- Church: Catholic Church
- Diocese: Diocese of Tsiroanomandidy
- In office: 27 April 1978 – 30 June 2001
- Predecessor: Ángel Martínez Vivas [es]
- Successor: Gustavo Bombín Espino

Orders
- Ordination: 21 March 1959
- Consecration: 9 July 1978 by Victor Razafimahatratra

Personal details
- Born: 27 June 1928 Ambositra, Fianarantsoa Province, Colony of Madagascar and Dependencies, French Empire
- Died: 30 June 2001 (aged 73)

= Jean-Samuel Raobelina =

Roman Catholic bishop

Jean-Samuel Raobelina, MS (27 June 1928 – 30 June 2001) was the Roman Catholic Bishop of Tsiroanomandidy.

== Life ==
Jean-Samuel Raobelina entered the Congregation of Missionaries of Our Lady of La Salette and was ordained a priest on 21 March 1959.
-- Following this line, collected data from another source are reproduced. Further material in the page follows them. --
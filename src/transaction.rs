//! Transaction Module
//!
//! Provides the transaction guard the runner wraps around every migration.
//!
//! A [`Transaction`] borrows any [`Executor`], issues `BEGIN ISOLATION LEVEL …` on creation and
//! `COMMIT` or `ROLLBACK` when closed. It implements `Executor` itself, so a migration's actions
//! and the ledger write both run inside it. Dropping a guard that was never closed rolls back.

use crate::executor::{DbError, Executor};
use may_postgres::types::ToSql;
use may_postgres::Row;
use thiserror::Error;

#[cfg(feature = "tracing")]
use crate::telemetry::tracing_helpers;

/// Transaction isolation level
#[derive(Debug, Clone, Copy, PartialEq, Eq, Default)]
pub enum IsolationLevel {
    /// Read uncommitted (PostgreSQL treats it as ReadCommitted)
    ReadUncommitted,
    /// Read committed (default, and the level migrations run at)
    #[default]
    ReadCommitted,
    /// Repeatable read
    RepeatableRead,
    /// Serializable
    Serializable,
}

impl IsolationLevel {
    /// Convert to PostgreSQL SQL syntax
    pub fn to_sql(&self) -> &'static str {
        match self {
            IsolationLevel::ReadUncommitted => "READ UNCOMMITTED",
            IsolationLevel::ReadCommitted => "READ COMMITTED",
            IsolationLevel::RepeatableRead => "REPEATABLE READ",
            IsolationLevel::Serializable => "SERIALIZABLE",
        }
    }
}

/// Transaction error type
#[derive(Debug, Error)]
pub enum TransactionError {
    /// The transaction-control statement itself failed
    #[error("Transaction control failed: {0}")]
    Database(#[from] DbError),
    /// Transaction already committed or rolled back
    #[error("Transaction has already been committed or rolled back")]
    TransactionClosed,
}

/// A database transaction
///
/// # Examples
///
/// ```no_run
/// use tidemark::executor::Executor;
/// use tidemark::memory::MemoryDatabase;
/// use tidemark::transaction::{IsolationLevel, Transaction};
///
/// # fn main() -> Result<(), Box<dyn std::error::Error>> {
/// let db = MemoryDatabase::new();
/// let transaction = Transaction::begin(&db, IsolationLevel::ReadCommitted)?;
/// transaction.execute("CREATE TABLE users (id BIGINT)", &[])?;
/// transaction.commit()?;
/// # Ok(())
/// # }
/// ```
pub struct Transaction<'a> {
    executor: &'a dyn Executor,
    isolation_level: IsolationLevel,
    closed: bool,
}

impl<'a> Transaction<'a> {
    /// Begin a transaction on `executor` at the given isolation level
    ///
    /// # Errors
    ///
    /// Returns `TransactionError::Database` if `BEGIN` fails.
    pub fn begin(
        executor: &'a dyn Executor,
        isolation_level: IsolationLevel,
    ) -> Result<Self, TransactionError> {
        #[cfg(feature = "tracing")]
        let _span = tracing_helpers::begin_transaction_span().entered();

        let begin_sql = format!("BEGIN ISOLATION LEVEL {}", isolation_level.to_sql());
        executor.execute(&begin_sql, &[])?;

        Ok(Self {
            executor,
            isolation_level,
            closed: false,
        })
    }

    /// Commit the transaction
    ///
    /// # Errors
    ///
    /// Returns an error if the transaction has already been closed or `COMMIT` fails.
    pub fn commit(mut self) -> Result<(), TransactionError> {
        if self.closed {
            return Err(TransactionError::TransactionClosed);
        }

        #[cfg(feature = "tracing")]
        let _span = tracing_helpers::commit_transaction_span().entered();

        // Closed before the statement runs: a failed COMMIT leaves PostgreSQL's transaction
        // aborted, and Drop must not issue a second statement against it.
        self.closed = true;
        self.executor.execute("COMMIT", &[])?;
        Ok(())
    }

    /// Roll back the transaction
    ///
    /// # Errors
    ///
    /// Returns an error if the transaction has already been closed or `ROLLBACK` fails.
    pub fn rollback(mut self) -> Result<(), TransactionError> {
        if self.closed {
            return Err(TransactionError::TransactionClosed);
        }

        #[cfg(feature = "tracing")]
        let _span = tracing_helpers::rollback_transaction_span().entered();

        self.closed = true;
        self.executor.execute("ROLLBACK", &[])?;
        Ok(())
    }

    /// The isolation level this transaction was opened with
    pub fn isolation_level(&self) -> IsolationLevel {
        self.isolation_level
    }
}

impl Drop for Transaction<'_> {
    fn drop(&mut self) {
        if !self.closed {
            log::warn!("Transaction dropped while open; rolling back");
            if let Err(e) = self.executor.execute("ROLLBACK", &[]) {
                log::error!("Rollback on drop failed: {e}");
            }
        }
    }
}

impl Executor for Transaction<'_> {
    fn execute(&self, query: &str, params: &[&dyn ToSql]) -> Result<u64, DbError> {
        if self.closed {
            return Err(DbError::Other("Transaction is closed".to_string()));
        }
        self.executor.execute(query, params)
    }

    fn query_all(&self, query: &str, params: &[&dyn ToSql]) -> Result<Vec<Row>, DbError> {
        if self.closed {
            return Err(DbError::Other("Transaction is closed".to_string()));
        }
        self.executor.query_all(query, params)
    }
}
Pope Paul VI appointed him Bishop of Quilmes on 27 April 1978. The Archbishop of Antananarivo, Victor Cardinal Razafimahatratra, SJ, ordained him bishop on 9 July of the same year; Co-consecrators were Jean-Guy Rakodondravahatra MS, Bishop of Ihosy, and Francesco Vòllaro OSST, Bishop of Ambatondrazaka.